EXERCISE DIRECTIONS:
What you return should be the lines from the first line of the records below through the line holding "resolver and component", unchanged.

[Stored data entries]

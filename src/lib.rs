//! routecrumbs - Breadcrumb trails for named, nested route tables
//!
//! Given the route a user is on, routecrumbs derives the breadcrumb trail to
//! show for it and renders that trail as a list of links, with the current
//! page as plain text. Trails follow the route tree by default; breadcrumb
//! metadata can name a different route as the logical parent, splicing that
//! route's ancestors into the trail.
//!
//! # Architecture
//!
//! - [`core`] - Domain types, the router seam, resolution, configuration
//! - [`ui`] - Pure rendering and terminal output
//! - [`service`] - Per-application service tying resolver and component
//! - [`cli`] - The `crumbs` command-line interface
//!
//! # Example
//!
//! ```
//! use routecrumbs::{BreadcrumbMeta, BreadcrumbService, RenderOptions, RouteDef, RouteName, RouteParams, RouteTable};
//!
//! let table = RouteTable::new(vec![
//!     RouteDef::new("/users")
//!         .named(RouteName::new("users").unwrap())
//!         .with_breadcrumb(BreadcrumbMeta::literal("Users")),
//!     RouteDef::new("/users/:id/edit")
//!         .named(RouteName::new("user-edit").unwrap())
//!         .with_breadcrumb(BreadcrumbMeta::with_parent("Edit", "users")),
//! ])
//! .unwrap();
//!
//! let service = BreadcrumbService::new(table, RenderOptions::default());
//! let params: RouteParams = [("id", "42")].into_iter().collect();
//! let current = service.resolver().current("user-edit", params).unwrap();
//!
//! let labels: Vec<_> = service.items(&current).unwrap()
//!     .into_iter()
//!     .flatten()
//!     .map(|item| (item.label, item.path))
//!     .collect();
//! assert_eq!(labels, vec![
//!     ("Users".to_string(), "/users".to_string()),
//!     ("Edit".to_string(), "/users/42/edit".to_string()),
//! ]);
//! ```

pub mod cli;
pub mod core;
pub mod service;
pub mod ui;

pub use crate::core::meta::{Breadcrumb, BreadcrumbMeta};
pub use crate::core::resolver::{compute_breadcrumbs, find_parents, BreadcrumbError, ResolvedBreadcrumbs};
pub use crate::core::route::{CurrentRoute, MatchedChain, RouteRecord};
pub use crate::core::router::{RouteDef, RouteResolver, RouteTable, RouterError};
pub use crate::core::types::{RouteName, RouteParams};
pub use crate::service::BreadcrumbService;
pub use crate::ui::render::{BreadcrumbComponent, CrumbItem, RenderOptions};
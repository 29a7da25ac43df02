//! ui::template
//!
//! Custom item templates for the breadcrumb component.
//!
//! # Syntax
//!
//! A template is literal text with placeholders:
//!
//! | placeholder | value                                   |
//! |-------------|-----------------------------------------|
//! | `{label}`   | display label                           |
//! | `{path}`    | path with parameters substituted        |
//! | `{index}`   | position in the trail, starting at 0    |
//! | `{current}` | `true` for the last entry, else `false` |
//!
//! `{{` and `}}` produce literal braces. Unknown placeholders and unmatched
//! braces are kept as written. Substituted values are HTML-escaped.

use super::markup::escape_attr;
use super::render::CrumbItem;

/// A parsed item template.
#[derive(Debug, Clone, PartialEq, Eq)]
pub struct Template {
    source: String,
    segments: Vec<Segment>,
}

#[derive(Debug, Clone, PartialEq, Eq)]
enum Segment {
    Literal(String),
    Field(Field),
}

#[derive(Debug, Clone, Copy, PartialEq, Eq)]
enum Field {
    Label,
    Path,
    Index,
    Current,
}

impl Field {
    fn from_name(name: &str) -> Option<Self> {
        match name {
            "label" => Some(Field::Label),
            "path" => Some(Field::Path),
            "index" => Some(Field::Index),
            "current" => Some(Field::Current),
            _ => None,
        }
    }
}

impl Template {
    /// Parse a template. Parsing never fails.
    ///
    /// # Example
    ///
    /// ```
    /// use routecrumbs::ui::render::CrumbItem;
    /// use routecrumbs::ui::template::Template;
    ///
    /// let template = Template::parse("<a href=\"{path}\">{label}</a>");
    /// let item = CrumbItem {
    ///     index: 0,
    ///     label: "Users".into(),
    ///     path: "/users".into(),
    ///     current: false,
    /// };
    /// assert_eq!(template.render_item(&item), "<a href=\"/users\">Users</a>");
    /// ```
    pub fn parse(source: &str) -> Self {
        let mut segments = Vec::new();
        let mut literal = String::new();
        let mut rest = source;

        while let Some(c) = rest.chars().next() {
            if rest.starts_with("{{") {
                literal.push('{');
                rest = &rest[2..];
                continue;
            }
            if rest.starts_with("}}") {
                literal.push('}');
                rest = &rest[2..];
                continue;
            }
            if c == '{' {
                if let Some(end) = rest.find('}') {
                    if let Some(field) = Field::from_name(&rest[1..end]) {
                        if !literal.is_empty() {
                            segments.push(Segment::Literal(std::mem::take(&mut literal)));
                        }
                        segments.push(Segment::Field(field));
                        rest = &rest[end + 1..];
                        continue;
                    }
                }
            }
            literal.push(c);
            rest = &rest[c.len_utf8()..];
        }

        if !literal.is_empty() {
            segments.push(Segment::Literal(literal));
        }

        Self {
            source: source.to_string(),
            segments,
        }
    }

    /// The template as written.
    pub fn source(&self) -> &str {
        &self.source
    }

    /// Render the template for one item.
    pub fn render_item(&self, item: &CrumbItem) -> String {
        let mut out = String::new();
        for segment in &self.segments {
            match segment {
                Segment::Literal(text) => out.push_str(text),
                Segment::Field(Field::Label) => out.push_str(&escape_attr(&item.label)),
                Segment::Field(Field::Path) => out.push_str(&escape_attr(&item.path)),
                Segment::Field(Field::Index) => out.push_str(&item.index.to_string()),
                Segment::Field(Field::Current) => out.push_str(if item.current {
                    "true"
                } else {
                    "false"
                }),
            }
        }
        out
    }
}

TASK RESULT:
filename src/lib.rs
//! routecrumbs - Breadcrumb trails for named, nested route tables
//!
//! Given the route a user is on, routecrumbs derives the breadcrumb trail to
//! show for it and renders that trail as a list of links, with the current
//! page as plain text. Trails follow the route tree by default; breadcrumb
//! metadata can name a different route as the logical parent, splicing that
//! route's ancestors into the trail.
//!
//! # Architecture
//!
//! - [`core`] - Domain types, the router seam, resolution, configuration
//! - [`ui`] - Pure rendering and terminal output
//! - [`service`] - Per-application service tying resolver and component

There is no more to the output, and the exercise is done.